[Opening Given records section]

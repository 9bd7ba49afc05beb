//! Typed domain error enums.
//!
//! This module has zero imports from `crate::infra`, `crate::commands`,
//! `crate::application`, `tokio`, `std::fs`, `std::process`, or `std::net`.
//! All error types implement `thiserror::Error` and convert to `anyhow::Error`
//! via the `?` operator.

use std::time::Duration;

use puda_common::CommandSpecError;
use thiserror::Error;

// ── Transport errors ──────────────────────────────────────────────────────────

/// Failures of the messaging fabric itself.
#[derive(Debug, Clone, Error, PartialEq, Eq)]
pub enum TransportError {
    #[error("cannot connect to {url}: {reason}")]
    Connect { url: String, reason: String },

    #[error("connection to the message fabric was lost: {0}")]
    ConnectionLost(String),

    #[error("{operation} failed: {reason}")]
    Operation {
        operation: &'static str,
        reason: String,
    },
}

impl TransportError {
    /// Shorthand for a failed fabric operation.
    pub fn operation(operation: &'static str, reason: impl std::fmt::Display) -> Self {
        Self::Operation {
            operation,
            reason: reason.to_string(),
        }
    }
}

// ── Command channel errors ────────────────────────────────────────────────────

/// Errors from sending a single command and awaiting its reply.
#[derive(Debug, Clone, Error, PartialEq, Eq)]
pub enum ChannelError {
    #[error("no reply from machine '{machine_id}' within {}s", timeout.as_secs_f64())]
    Timeout {
        machine_id: String,
        timeout: Duration,
    },

    #[error(transparent)]
    Transport(#[from] TransportError),

    #[error("malformed reply: {0}")]
    MalformedReply(String),

    #[error("invalid send argument: {0}")]
    InvalidArgument(String),
}

// ── State store errors ────────────────────────────────────────────────────────

/// Errors from reading a machine's state record.
///
/// A record that was never published is not an error; see
/// [`crate::domain::state::MachineState::Absent`].
#[derive(Debug, Clone, Error, PartialEq, Eq)]
pub enum StateError {
    #[error("state of machine '{machine_id}' is not a valid record: {reason}")]
    Decode { machine_id: String, reason: String },

    #[error(transparent)]
    Transport(#[from] TransportError),

    #[error("Invalid machine ID '{machine_id}': {reason}")]
    InvalidMachineId { machine_id: String, reason: String },
}

// ── Validation errors ─────────────────────────────────────────────────────────

/// Errors that reject a batch before anything is sent.
#[derive(Debug, Clone, Error, PartialEq, Eq)]
pub enum ValidationError {
    #[error("Batch contains no commands.")]
    EmptyBatch,

    #[error("Command {index} is invalid: {reason}")]
    InvalidCommand { index: usize, reason: String },

    #[error("{field} must not be empty.")]
    MissingAttribution { field: &'static str },

    #[error("Invalid machine ID '{machine_id}': {reason}")]
    InvalidMachineId { machine_id: String, reason: String },

    #[error("Timeout must be greater than zero.")]
    ZeroTimeout,
}

impl ValidationError {
    /// Attach a 1-based command index to a spec error.
    #[must_use]
    pub fn at(index: usize, err: &CommandSpecError) -> Self {
        Self::InvalidCommand {
            index,
            reason: err.to_string(),
        }
    }
}

// ── Schema errors ─────────────────────────────────────────────────────────────

/// Reasons a command does not match the machine's command schema.
#[derive(Debug, Clone, Error, PartialEq, Eq)]
pub enum SchemaError {
    #[error("unknown command '{0}'")]
    UnknownCommand(String),

    #[error("'{command}' has no parameter '{param}'")]
    UnknownParam { command: String, param: String },

    #[error("'{command}' requires parameter '{param}'")]
    MissingParam { command: String, param: String },

    #[error("parameter '{param}' of '{command}' must be {expected}, got {actual}")]
    TypeMismatch {
        command: String,
        param: String,
        expected: String,
        actual: String,
    },
}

[Closing Given records section]

What to produce:
Copy every line of the entries in which "field" can be found.

Output of the task:
    #[error("{field} must not be empty.")]
    MissingAttribution { field: &'static str },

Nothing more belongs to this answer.